El contrabando, en cambio, se llevaba a cabo en el más absoluto silencio. Tras verificar que en la Raia se traficaba con el hongo, las autoras siguen contrastando los testimonios para tener una idea más aproximada del flujo en la frontera lusa, que era de ida y vuelta. “En Chaves había un español que centralizaba el negocio en el norte de Portugal”, explica Iglesias. A este lado, una parroquia de Maside, en la comarca ourensana de O Carballiño, era el epicentro del comercio del cornezuelo en Galicia. “Lo compraban en ferias como las de Arzúa y Monterroso para llevarlo luego a Dacón, donde se fijaban los precios de Japón y Estados Unidos, un hecho documentado tanto en telegramas como en la prensa de la época”, añade la coautora, junto a Villanueva, del documental Fíos fóra (Hilos fuera), sobre las mujeres gallegas que —con su sufrido trabajo en talleres de confección o en su propia casa— contribuyeron a que una empresa coruñesa pasase de cero a Zara.

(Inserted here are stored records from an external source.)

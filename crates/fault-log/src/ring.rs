//! Circular Fault Log Implementation

use crate::record::FaultRecord;
use crate::{is_valid_code, LogError};
use serde::{Deserialize, Serialize};
use tracing::{debug, trace, warn};

/// Default number of slots per log
pub const DEFAULT_CAPACITY: usize = 20;

/// Configuration for a fault log
#[derive(Debug, Clone, Serialize, Deserialize)]
#[serde(default)]
pub struct LogConfig {
    /// Name used in diagnostics and rendering
    pub name: String,
    /// Number of slots, fixed for the lifetime of the log
    pub capacity: usize,
    /// Hours east of UTC used when rendering timestamps
    pub timezone_offset: i32,
    /// When false, saves are skipped and report success
    pub persistence_enabled: bool,
}

impl Default for LogConfig {
    fn default() -> Self {
        Self {
            name: "faults".to_string(),
            capacity: DEFAULT_CAPACITY,
            timezone_offset: 0,
            persistence_enabled: true,
        }
    }
}

/// Fixed-capacity FIFO of fault records.
///
/// Occupied slots run from `head` to `tail` inclusive, wrapping at
/// `capacity`. Both ends are unset exactly when the log is empty.
#[derive(Debug, Clone)]
pub struct FaultLog {
    name: String,
    storage: Box<[FaultRecord]>,
    /// `(head, tail)`; `None` when empty
    span: Option<(usize, usize)>,
    timezone_offset: i32,
    persistence_enabled: bool,
}

impl FaultLog {
    /// Create an empty log
    pub fn new(config: LogConfig) -> Result<Self, LogError> {
        if config.capacity == 0 || i32::try_from(config.capacity).is_err() {
            return Err(LogError::InvalidCapacity(config.capacity));
        }

        debug!(
            "Creating fault log '{}' with {} slots",
            config.name, config.capacity
        );

        Ok(Self {
            name: config.name,
            storage: vec![FaultRecord::EMPTY; config.capacity].into_boxed_slice(),
            span: None,
            timezone_offset: config.timezone_offset,
            persistence_enabled: config.persistence_enabled,
        })
    }

    /// Create an empty log with default settings and the given capacity
    pub fn with_capacity(name: &str, capacity: usize) -> Result<Self, LogError> {
        Self::new(LogConfig {
            name: name.to_string(),
            capacity,
            ..Default::default()
        })
    }

    /// Log name
    pub fn name(&self) -> &str {
        &self.name
    }

    /// Number of slots
    pub fn capacity(&self) -> usize {
        self.storage.len()
    }

    /// Rendering time zone, hours east of UTC
    pub fn timezone_offset(&self) -> i32 {
        self.timezone_offset
    }

    /// Set the rendering time zone
    pub fn set_timezone_offset(&mut self, hours: i32) {
        self.timezone_offset = hours;
    }

    /// Whether saves actually write
    pub fn persistence_enabled(&self) -> bool {
        self.persistence_enabled
    }

    /// Enable or disable saving
    pub fn set_persistence_enabled(&mut self, enabled: bool) {
        self.persistence_enabled = enabled;
    }

    /// Slot index of the oldest record
    pub fn head(&self) -> Option<usize> {
        self.span.map(|(head, _)| head)
    }

    /// Slot index of the newest record
    pub fn tail(&self) -> Option<usize> {
        self.span.map(|(_, tail)| tail)
    }

    /// Check if the log holds no records
    pub fn is_empty(&self) -> bool {
        self.span.is_none()
    }

    /// Check if every slot is occupied
    pub fn is_full(&self) -> bool {
        self.occupied_count() == self.capacity()
    }

    /// Number of slots reachable from head to tail
    pub fn occupied_count(&self) -> usize {
        match self.span {
            None => 0,
            Some((head, tail)) => (tail + self.capacity() - head) % self.capacity() + 1,
        }
    }

    /// Number of occupied records not yet cleared
    pub fn active_count(&self) -> usize {
        self.iter().filter(|r| r.active).count()
    }

    /// Iterate occupied records, oldest first
    pub fn iter(&self) -> impl DoubleEndedIterator<Item = &FaultRecord> + '_ {
        let head = self.head().unwrap_or(0);
        let capacity = self.capacity();
        (0..self.occupied_count()).map(move |i| &self.storage[(head + i) % capacity])
    }

    /// Record a fault code seen at `timestamp`.
    ///
    /// A no-op if an active record with the same code is already logged; the
    /// first-seen timestamp is kept. A full log drops its oldest record to
    /// make room. Codes outside the diagnostic domain are rejected. Returns
    /// whether a record was inserted.
    pub fn record(&mut self, timestamp: u32, code: u32) -> bool {
        if !is_valid_code(code) {
            warn!("{}: bad code {} not logged", self.name, code);
            return false;
        }

        if let Some(existing) = self.iter().find(|r| r.active && r.code == code) {
            debug!(
                "{}: P{:04} already logged at {}",
                self.name, code, existing.timestamp
            );
            return false;
        }

        if self.is_full() {
            trace!("{}: full, evicting oldest", self.name);
            self.remove_oldest();
        }

        let tail = match self.span {
            None => {
                self.span = Some((0, 0));
                0
            }
            Some((head, tail)) => {
                let next = (tail + 1) % self.capacity();
                self.span = Some((head, next));
                next
            }
        };
        self.storage[tail] = FaultRecord::new(timestamp, code);

        debug!("{}: logged P{:04} at {}", self.name, code, timestamp);
        true
    }

    /// Drop the oldest record. The vacated slot keeps its contents but is no
    /// longer reachable.
    pub fn remove_oldest(&mut self) {
        match self.span {
            None => warn!("{}: remove on empty log", self.name),
            Some((head, tail)) if head == tail => self.span = None,
            Some((head, tail)) => self.span = Some(((head + 1) % self.capacity(), tail)),
        }
    }

    /// Mark every occupied record cleared, keeping occupancy and order
    pub fn mark_all_cleared(&mut self) {
        let Some((head, _)) = self.span else {
            return;
        };
        let capacity = self.capacity();
        for i in 0..self.occupied_count() {
            self.storage[(head + i) % capacity].active = false;
        }
        debug!("{}: all records cleared", self.name);
    }

    /// Oldest record, if any
    pub fn oldest(&self) -> Option<&FaultRecord> {
        self.head().map(|head| &self.storage[head])
    }

    /// Newest record, if any
    pub fn newest(&self) -> Option<&FaultRecord> {
        self.tail().map(|tail| &self.storage[tail])
    }

    /// Oldest record, or [`FaultRecord::EMPTY`] with a warning when empty
    pub fn peek_oldest(&self) -> FaultRecord {
        self.oldest().copied().unwrap_or_else(|| {
            warn!("{}: no oldest record; log empty", self.name);
            FaultRecord::EMPTY
        })
    }

    /// Newest record, or [`FaultRecord::EMPTY`] with a warning when empty
    pub fn peek_newest(&self) -> FaultRecord {
        self.newest().copied().unwrap_or_else(|| {
            warn!("{}: no newest record; log empty", self.name);
            FaultRecord::EMPTY
        })
    }

    /// Read slot `index` directly, ignoring occupancy
    pub fn raw_at(&self, index: usize) -> Result<FaultRecord, LogError> {
        self.check_index(index)?;
        Ok(self.storage[index])
    }

    /// Overwrite slot `index` directly, ignoring occupancy
    pub fn set_raw_at(&mut self, index: usize, record: FaultRecord) -> Result<(), LogError> {
        self.check_index(index)?;
        self.storage[index] = record;
        Ok(())
    }

    /// All slots in storage order, occupied or not
    pub(crate) fn slots(&self) -> &[FaultRecord] {
        &self.storage
    }

    /// Replace head and tail; callers validate them first
    pub(crate) fn set_span(&mut self, span: Option<(usize, usize)>) {
        self.span = span;
    }

    fn check_index(&self, index: usize) -> Result<(), LogError> {
        if index >= self.capacity() {
            warn!("{}: slot {} ignored", self.name, index);
            return Err(LogError::IndexOutOfRange {
                index,
                capacity: self.capacity(),
            });
        }
        Ok(())
    }
}
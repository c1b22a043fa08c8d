//! Fault record stored in each log slot

use nvm_storage::NvmValue;
use serde::{Deserialize, Serialize};

/// A timestamped fault-code entry.
///
/// Identity is `(timestamp, code)`; the `active` flag is not compared, so a
/// cleared record still equals its active original.
#[derive(Debug, Clone, Copy, Default, Serialize, Deserialize)]
pub struct FaultRecord {
    /// Epoch seconds when the code was first seen
    pub timestamp: u32,
    /// Diagnostic trouble code
    pub code: u32,
    /// False once the record has been cleared; kept for history
    pub active: bool,
}

impl FaultRecord {
    /// Zero-valued, inactive record used for empty slots and empty peeks
    pub const EMPTY: FaultRecord = FaultRecord {
        timestamp: 0,
        code: 0,
        active: false,
    };

    /// Create a new active record
    pub fn new(timestamp: u32, code: u32) -> Self {
        Self {
            timestamp,
            code,
            active: true,
        }
    }

    /// Compare every field, including `active`
    pub fn same_contents(&self, other: &FaultRecord) -> bool {
        self == other && self.active == other.active
    }
}

impl PartialEq for FaultRecord {
    fn eq(&self, other: &Self) -> bool {
        self.timestamp == other.timestamp && self.code == other.code
    }
}

impl Eq for FaultRecord {}

impl NvmValue for FaultRecord {
    const SIZE: usize = <u32 as NvmValue>::SIZE * 2 + <bool as NvmValue>::SIZE;

    fn encode(&self, out: &mut [u8]) {
        self.timestamp.encode(&mut out[0..4]);
        self.code.encode(&mut out[4..8]);
        self.active.encode(&mut out[8..9]);
    }

    fn decode(bytes: &[u8]) -> Self {
        Self {
            timestamp: u32::decode(&bytes[0..4]),
            code: u32::decode(&bytes[4..8]),
            active: bool::decode(&bytes[8..9]),
        }
    }
}
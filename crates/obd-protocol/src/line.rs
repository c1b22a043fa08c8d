//! Half-duplex line protocol
//!
//! One request is in flight at a time. Every wait is a bounded poll loop:
//! at most `poll_limit` iterations per phase, sleeping `poll_delay` whenever
//! no byte is ready. A phase that runs out of polls marks the link as not
//! connected but never aborts the caller.

use crate::error::ObdError;
use crate::transport::SerialTransport;
use serde::{Deserialize, Serialize};
use std::fmt;
use std::time::Duration;
use tracing::{debug, trace, warn};

/// Adapter prompt, sent when it is ready for a command
pub const PROMPT: u8 = b'>';

/// End of a response line
pub const TERMINATOR: u8 = b'\r';

/// Configuration for the line protocol
#[derive(Debug, Clone, Serialize, Deserialize)]
#[serde(default)]
pub struct LinkConfig {
    /// Poll iterations allowed per phase
    pub poll_limit: u32,
    /// Sleep between polls that find no input (milliseconds)
    pub poll_delay_ms: u64,
    /// Settling delay around the steps of a two-line request (milliseconds)
    pub followup_delay_ms: u64,
    /// Largest response accepted before giving up on the line
    pub max_response_len: usize,
    /// Text the adapter sends when the vehicle has nothing to report
    pub no_data_marker: String,
    /// Appended to every transmitted line
    pub line_ending: String,
}

impl Default for LinkConfig {
    fn default() -> Self {
        Self {
            poll_limit: 100,
            poll_delay_ms: 150,
            followup_delay_ms: 500,
            max_response_len: 100,
            no_data_marker: "NODATA".to_string(),
            line_ending: "\r".to_string(),
        }
    }
}

impl LinkConfig {
    /// Defaults with every delay removed, for scripted links
    pub fn immediate() -> Self {
        Self {
            poll_delay_ms: 0,
            followup_delay_ms: 0,
            ..Default::default()
        }
    }

    /// Sleep between idle polls
    pub fn poll_delay(&self) -> Duration {
        Duration::from_millis(self.poll_delay_ms)
    }

    /// Settling delay for two-line requests
    pub fn followup_delay(&self) -> Duration {
        Duration::from_millis(self.followup_delay_ms)
    }

    /// Longest a single phase can block
    pub fn phase_budget(&self) -> Duration {
        self.poll_delay() * self.poll_limit
    }
}

/// Where the protocol is within a request
#[derive(Debug, Clone, Copy, PartialEq, Eq)]
pub enum LinkState {
    Idle,
    /// Discarding input up to a sentinel byte
    Flushing,
    Sending,
    /// Discarding the command echo up to its terminator
    AwaitingTerminator,
    /// Accumulating the response line
    Collecting,
    Done,
}

impl fmt::Display for LinkState {
    fn fmt(&self, f: &mut fmt::Formatter<'_>) -> fmt::Result {
        let name = match self {
            LinkState::Idle => "idle",
            LinkState::Flushing => "flushing to prompt",
            LinkState::Sending => "sending",
            LinkState::AwaitingTerminator => "awaiting terminator",
            LinkState::Collecting => "collecting response",
            LinkState::Done => "done",
        };
        f.write_str(name)
    }
}

/// Outcome of a request
#[derive(Debug, Clone, PartialEq, Eq)]
pub struct LinkResponse {
    /// Collected response text, stripped of whitespace, nulls and prompts
    pub text: String,
    /// False if any phase timed out or the adapter reported no data
    pub connected: bool,
    /// First problem seen, if any
    pub failure: Option<ObdError>,
}

impl LinkResponse {
    fn new(text: String, failure: Option<ObdError>) -> Self {
        Self {
            text,
            connected: failure.is_none(),
            failure,
        }
    }
}

/// Bytes dropped silently while flushing or collecting
fn is_noise(byte: u8) -> bool {
    byte.is_ascii_whitespace() || byte == 0
}

/// Keep the first failure of a request
fn note(failure: &mut Option<ObdError>, result: Result<(), ObdError>) {
    if let Err(e) = result {
        warn!("Link: {}", e);
        failure.get_or_insert(e);
    }
}

/// Request/response driver for a command-line adapter
pub struct LineProtocol<T: SerialTransport> {
    transport: T,
    config: LinkConfig,
    state: LinkState,
    /// Receive buffer, emptied at the start of every collect
    rx_buffer: Vec<u8>,
}

impl<T: SerialTransport> LineProtocol<T> {
    /// Create a protocol driver over `transport`
    pub fn new(transport: T, config: LinkConfig) -> Self {
        debug!(
            "Line protocol: {} polls x {:?} per phase",
            config.poll_limit,
            config.poll_delay()
        );
        let capacity = config.max_response_len;
        Self {
            transport,
            config,
            state: LinkState::Idle,
            rx_buffer: Vec::with_capacity(capacity),
        }
    }

    /// Current state
    pub fn state(&self) -> LinkState {
        self.state
    }

    /// Protocol configuration
    pub fn config(&self) -> &LinkConfig {
        &self.config
    }

    /// Borrow the transport
    pub fn transport(&self) -> &T {
        &self.transport
    }

    /// Mutably borrow the transport
    pub fn transport_mut(&mut self) -> &mut T {
        &mut self.transport
    }

    /// Release the transport
    pub fn into_inner(self) -> T {
        self.transport
    }

    /// Send `command` and return the adapter's one-line response.
    ///
    /// Flushes to the prompt, transmits, discards the echo up to its
    /// terminator, then collects the response line.
    pub fn request(&mut self, command: &str) -> LinkResponse {
        let mut failure = None;

        let flushed = self.flush_to(PROMPT, LinkState::Flushing);
        note(&mut failure, flushed);
        let sent = self.transmit(command);
        note(&mut failure, sent);
        let echoed = self.flush_to(TERMINATOR, LinkState::AwaitingTerminator);
        note(&mut failure, echoed);
        let collected = self.collect();
        note(&mut failure, collected);

        self.finish(failure)
    }

    /// Send `command`, then `value` on a second line, and return the
    /// response to the value.
    ///
    /// Used for configuration commands that prompt for a follow-up value.
    pub fn request_with_followup(&mut self, command: &str, value: &str) -> LinkResponse {
        let mut failure = None;

        self.settle();
        let sent = self.transmit(command);
        note(&mut failure, sent);
        self.settle();
        let echoed = self.flush_to(TERMINATOR, LinkState::AwaitingTerminator);
        note(&mut failure, echoed);
        self.settle();
        let sent = self.transmit(value);
        note(&mut failure, sent);
        self.settle();
        let collected = self.collect();
        note(&mut failure, collected);

        let response = self.finish(failure);
        self.settle();
        response
    }

    /// Wait for the prompt, then send `command` without collecting a reply.
    ///
    /// The command is sent even if the prompt never came. Returns whether the
    /// prompt was seen.
    pub fn send(&mut self, command: &str) -> bool {
        let mut failure = None;

        let flushed = self.flush_to(PROMPT, LinkState::Flushing);
        note(&mut failure, flushed);
        let sent = self.transmit(command);
        note(&mut failure, sent);

        self.state = LinkState::Done;
        failure.is_none()
    }

    /// Discard input until `sentinel` has been consumed
    fn flush_to(&mut self, sentinel: u8, phase: LinkState) -> Result<(), ObdError> {
        self.state = phase;

        for _ in 0..self.config.poll_limit {
            if self.transport.available() == 0 {
                self.pause();
                continue;
            }

            if self.transport.peek() == Some(sentinel) {
                self.transport.read();
                trace!("Rx: {:?};", sentinel as char);
                return Ok(());
            }

            if let Some(byte) = self.transport.read() {
                if !is_noise(byte) {
                    trace!("Rx discard: {:?}", byte as char);
                }
            }
        }

        Err(ObdError::Timeout {
            phase,
            polls: self.config.poll_limit,
        })
    }

    /// Accumulate a response line into the receive buffer
    fn collect(&mut self) -> Result<(), ObdError> {
        self.state = LinkState::Collecting;
        self.rx_buffer.clear();

        for _ in 0..self.config.poll_limit {
            if self.rx_buffer.len() >= self.config.max_response_len {
                return Err(ObdError::ResponseOverflow(self.config.max_response_len));
            }

            if self.transport.available() == 0 {
                self.pause();
                continue;
            }

            if self.transport.peek() == Some(TERMINATOR) {
                self.transport.read();
                return Ok(());
            }

            match self.transport.read() {
                Some(byte) if is_noise(byte) || byte == PROMPT => {}
                Some(byte) => {
                    trace!("Rx: {:?}", byte as char);
                    self.rx_buffer.push(byte);
                }
                None => {}
            }
        }

        Err(ObdError::Timeout {
            phase: LinkState::Collecting,
            polls: self.config.poll_limit,
        })
    }

    fn transmit(&mut self, text: &str) -> Result<(), ObdError> {
        self.state = LinkState::Sending;
        debug!("Tx: {}", text);
        self.transport
            .print(&format!("{}{}", text, self.config.line_ending))
    }

    /// Hand back the collected text and reset the buffer for the next call
    fn finish(&mut self, mut failure: Option<ObdError>) -> LinkResponse {
        let text = String::from_utf8_lossy(&self.rx_buffer).into_owned();
        self.rx_buffer.clear();
        self.state = LinkState::Done;

        if failure.is_none() && text.contains(self.config.no_data_marker.as_str()) {
            debug!("Adapter reported {}", self.config.no_data_marker);
            failure = Some(ObdError::NoData);
        }

        debug!("Rx response: {:?}", text);
        LinkResponse::new(text, failure)
    }

    fn pause(&self) {
        let delay = self.config.poll_delay();
        if !delay.is_zero() {
            std::thread::sleep(delay);
        }
    }

    fn settle(&self) {
        let delay = self.config.followup_delay();
        if !delay.is_zero() {
            std::thread::sleep(delay);
        }
    }
}
impl FaultLog {
    /// Bytes this log occupies in non-volatile memory
    pub fn region_len(&self) -> usize {
        HEADER_LEN + self.capacity() * FaultRecord::SIZE
    }

    /// Write the log at `start` and verify it by reading it back.
    ///
    /// Returns the offset just past the region. With persistence disabled
    /// nothing is written and `start` is returned.
    pub fn save<S: NvmStore>(&self, store: &mut S, start: usize) -> Result<usize, CodecError> {
        if !self.persistence_enabled() {
            debug!("{}: persistence disabled, not storing", self.name());
            return Ok(start);
        }

        let header = [
            encode_index(self.head()),
            encode_index(self.tail()),
            self.capacity() as i32,
        ];
        self.write_region(store, start, header, self.slots())?;
        let end = self.verify_region(store, start, header, self.slots())?;

        debug!("{}: stored and verified at {}..{}", self.name(), start, end);
        Ok(end)
    }

    /// Restore the log from the region at `start`.
    ///
    /// The region is accepted only when its capacity matches this log and its
    /// head/tail describe a valid span. Otherwise the log is untouched. Either
    /// way the returned offset is just past this log's region, so sibling
    /// regions stay addressable.
    pub fn load<S: NvmStore>(
        &mut self,
        store: &S,
        start: usize,
    ) -> Result<(usize, LoadOutcome), CodecError> {
        let end = start + self.region_len();

        let head: i32 = store.get(start)?;
        let tail: i32 = store.get(start + WORD)?;
        let capacity: i32 = store.get(start + 2 * WORD)?;
        trace!(
            "{}: load head={} tail={} capacity={}",
            self.name(),
            head,
            tail,
            capacity
        );

        let Some(span) = self.accept_header(head, tail, capacity) else {
            info!("{}: NVM uninitialized, starting empty", self.name());
            return Ok((end, LoadOutcome::Uninitialized));
        };

        // Read every slot before touching the log so a failed read leaves it intact
        let mut records = Vec::with_capacity(self.capacity());
        let mut p = start + HEADER_LEN;
        for i in 0..self.capacity() {
            let record: FaultRecord = store.get(p)?;
            trace!(
                "{}: slot {} = {} P{:04} {}",
                self.name(),
                i,
                record.timestamp,
                record.code,
                record.active
            );
            records.push(record);
            p += FaultRecord::SIZE;
        }

        for (i, record) in records.into_iter().enumerate() {
            self.set_raw_at(i, record)?;
        }
        self.set_span(span);

        debug!(
            "{}: restored {} records ({} active)",
            self.name(),
            self.occupied_count(),
            self.active_count()
        );
        Ok((end, LoadOutcome::Restored))
    }

    /// Blank the region at `start`: empty sentinels and zeroed, inactive
    /// records, verified by read-back. The in-memory log is unchanged.
    pub fn clear_nvm<S: NvmStore>(&self, store: &mut S, start: usize) -> Result<usize, CodecError> {
        let header = [EMPTY_SENTINEL, EMPTY_SENTINEL, self.capacity() as i32];
        let blank = vec![FaultRecord::EMPTY; self.capacity()];
        self.write_region(store, start, header, &blank)?;
        let end = self.verify_region(store, start, header, &blank)?;

        info!("{}: NVM region cleared", self.name());
        Ok(end)
    }

    /// Map a stored header onto a span, or `None` if it is not usable
    fn accept_header(&self, head: i32, tail: i32, capacity: i32) -> Option<Option<(usize, usize)>> {
        let limit = self.capacity() as i32;
        let in_range = |v: i32| (EMPTY_SENTINEL..=limit).contains(&v);
        if capacity != limit || !in_range(head) || !in_range(tail) {
            return None;
        }

        match (head, tail) {
            (EMPTY_SENTINEL, EMPTY_SENTINEL) => Some(None),
            (h, t) if h >= 0 && t >= 0 && h < limit && t < limit => {
                Some(Some((h as usize, t as usize)))
            }
            _ => {
                warn!(
                    "{}: inconsistent stored span head={} tail={}",
                    self.name(),
                    head,
                    tail
                );
                None
            }
        }
    }

    fn write_region<S: NvmStore>(
        &self,
        store: &mut S,
        start: usize,
        header: [i32; 3],
        records: &[FaultRecord],
    ) -> Result<usize, CodecError> {
        let mut p = start;
        for value in header {
            p = store.put(p, &value)?;
        }
        for record in records {
            p = store.put(p, record)?;
        }
        Ok(p)
    }

    fn verify_region<S: NvmStore>(
        &self,
        store: &S,
        start: usize,
        header: [i32; 3],
        records: &[FaultRecord],
    ) -> Result<usize, CodecError> {
        let mismatch = |offset: usize| CodecError::VerifyMismatch {
            log: self.name().to_string(),
            offset,
        };

        let mut p = start;
        for expected in header {
            let read: i32 = store.get(p)?;
            trace!("{}: read {} ?= {} demand", self.name(), read, expected);
            if read != expected {
                warn!("{}: header mismatch at {}", self.name(), p);
                return Err(mismatch(p));
            }
            p += WORD;
        }

        for expected in records {
            let read: FaultRecord = store.get(p)?;
            if !read.same_contents(expected) {
                warn!(
                    "{}: record mismatch at {}: read {:?}, wrote {:?}",
                    self.name(),
                    p,
                    read,
                    expected
                );
                return Err(mismatch(p));
            }
            p += FaultRecord::SIZE;
        }
        Ok(p)
    }
}
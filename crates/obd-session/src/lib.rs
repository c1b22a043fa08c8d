//! OBD-II Fault Session
//!
//! Composes the adapter link, the response parser and the fault logs into
//! the device's use cases: poll active codes, poll jumper codes, and clear
//! codes. Rendering is delegated to a [`Reporter`].

mod reporter;
mod session;

pub use reporter::{LogReporter, Reporter, NO_CONNECTION};
pub use session::{PollReport, Session, SessionConfig};

use thiserror::Error;

/// Session errors
#[derive(Debug, Clone, PartialEq, Eq, Error)]
pub enum SessionError {
    /// Clock reading outside the plausible window; nothing was polled
    #[error("Timestamp {timestamp} outside valid range [{min}, {max}]")]
    TimestampOutOfRange { timestamp: u32, min: u32, max: u32 },
}
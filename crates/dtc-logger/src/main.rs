//! Trouble-Code Logger - Main Entry Point
//!
//! Usage: `dtc-logger [CONFIG.toml]`

use anyhow::{Context, Result};
use chrono::Utc;
use dtc_logger::{demo_transport, init_logging, run_cycle, AppConfig, Logs};
use nvm_storage::FileNvm;
use obd_protocol::{LineProtocol, SerialPortTransport, SerialTransport};
use obd_session::{LogReporter, Session};
use std::path::PathBuf;
use tracing::{error, info};

fn main() -> Result<()> {
    let config_path = std::env::args_os().nth(1).map(PathBuf::from);
    let config = AppConfig::load(config_path.as_deref()).context("loading configuration")?;
    init_logging(config.log_level())?;

    info!("=== DTC Logger v{} ===", env!("CARGO_PKG_VERSION"));

    let mut logs = Logs::new(&config)?;
    config.check_nvm_fit(logs.region_len())?;

    let mut store = FileNvm::open(&config.nvm_path, config.nvm_size)
        .with_context(|| format!("opening NVM image {}", config.nvm_path.display()))?;
    logs.load(&store, config.nvm_start)
        .context("restoring fault logs")?;
    info!("Restored: {} | {}", logs.faults, logs.jumper);

    if config.demo {
        info!("Demo mode: using a scripted adapter");
        cycle(&config, &mut logs, &mut store, demo_transport(&config))
    } else {
        let transport = SerialPortTransport::open(&config.serial_device, config.baud_rate)
            .with_context(|| format!("opening {}", config.serial_device))?;
        cycle(&config, &mut logs, &mut store, transport)
    }
}

fn cycle<T: SerialTransport>(
    config: &AppConfig,
    logs: &mut Logs,
    store: &mut FileNvm,
    transport: T,
) -> Result<()> {
    let link = LineProtocol::new(transport, config.link.clone());
    let mut session = Session::new(link, LogReporter, config.session.clone());
    let now = u32::try_from(Utc::now().timestamp()).unwrap_or(0);

    let summary = run_cycle(
        logs,
        store,
        config.nvm_start,
        &mut session,
        now,
        config.cleared_lines,
    )
    .map_err(|e| {
        error!("Saving fault logs failed: {}", e);
        e
    })?;

    if config.json_summary {
        println!("{}", serde_json::to_string_pretty(&summary)?);
    }
    Ok(())
}
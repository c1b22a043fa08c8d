//! Rendering collaborator

use std::time::Duration;
use tracing::{info, warn};

/// Shown when the adapter link is down
pub const NO_CONNECTION: &str = "No conn>";

/// Surface that shows status lines to the user.
///
/// The session only formats strings; a reporter decides where they go.
pub trait Reporter {
    /// Show one status line
    fn status(&mut self, line: &str);

    /// Tell the user the adapter is not answering
    fn no_connection(&mut self) {
        self.status(NO_CONNECTION);
    }

    /// Block up to `max_wait` for a manual acknowledgement. Returns whether
    /// one arrived.
    fn wait_for_ack(&mut self, _max_wait: Duration) -> bool {
        false
    }
}

/// Reporter that writes status lines to the log
#[derive(Debug, Default)]
pub struct LogReporter;

impl Reporter for LogReporter {
    fn status(&mut self, line: &str) {
        info!("{}", line);
    }

    fn no_connection(&mut self) {
        warn!("{}", NO_CONNECTION);
    }
}
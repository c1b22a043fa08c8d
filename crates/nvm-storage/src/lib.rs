//! Non-Volatile Storage Layer
//!
//! Provides a flat, byte-addressed store that survives power loss, modelled
//! on EEPROM-style `get`/`put` access.

mod file;
mod memory;
mod store;

pub use file::FileNvm;
pub use memory::MemoryNvm;
pub use store::{NvmStore, NvmValue};

use thiserror::Error;

/// Value an erased cell reads back as
pub const ERASED_BYTE: u8 = 0xFF;

/// Storage errors
#[derive(Debug, Error)]
pub enum StorageError {
    #[error("Access of {len} bytes at offset {offset} exceeds store size {size}")]
    OutOfBounds {
        offset: usize,
        len: usize,
        size: usize,
    },
    #[error("Backing file error: {0}")]
    Io(String),
}

impl From<std::io::Error> for StorageError {
    fn from(err: std::io::Error) -> Self {
        StorageError::Io(err.to_string())
    }
}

Si, mientras ultiman la financiación de O Dentón —cuyo proceso de documentación ha contado con el apoyo económico de la Deputación da Coruña— todavía tratan de desenmarañar el contrabando fronterizo, más complejo resulta clarificar su empleo en los abortos. “Los testimonios, lógicamente, nunca son directos, sino de oídas. Menos controvertida era su utilización para facilitar el parto, una tradición que se había transmitido de abuelas a madres. Hasta el punto de que aquellas infusiones, llamadas augas de caruncho, derivaron en medicamentos inyectables, como los elaborado por Zeltia”, recuerda Iglesias. Aunque, al igual que sucedió con quienes acapararon el hongo para especular y terminaron arruinados, también hubo otros daños colaterales. “Algunas mujeres sufrieron abortos naturales por comer pan con cornezuelo durante un periodo prolongado de tiempo”, concluye Villanueva. Oro, en este caso, metafórica y literalmente negro.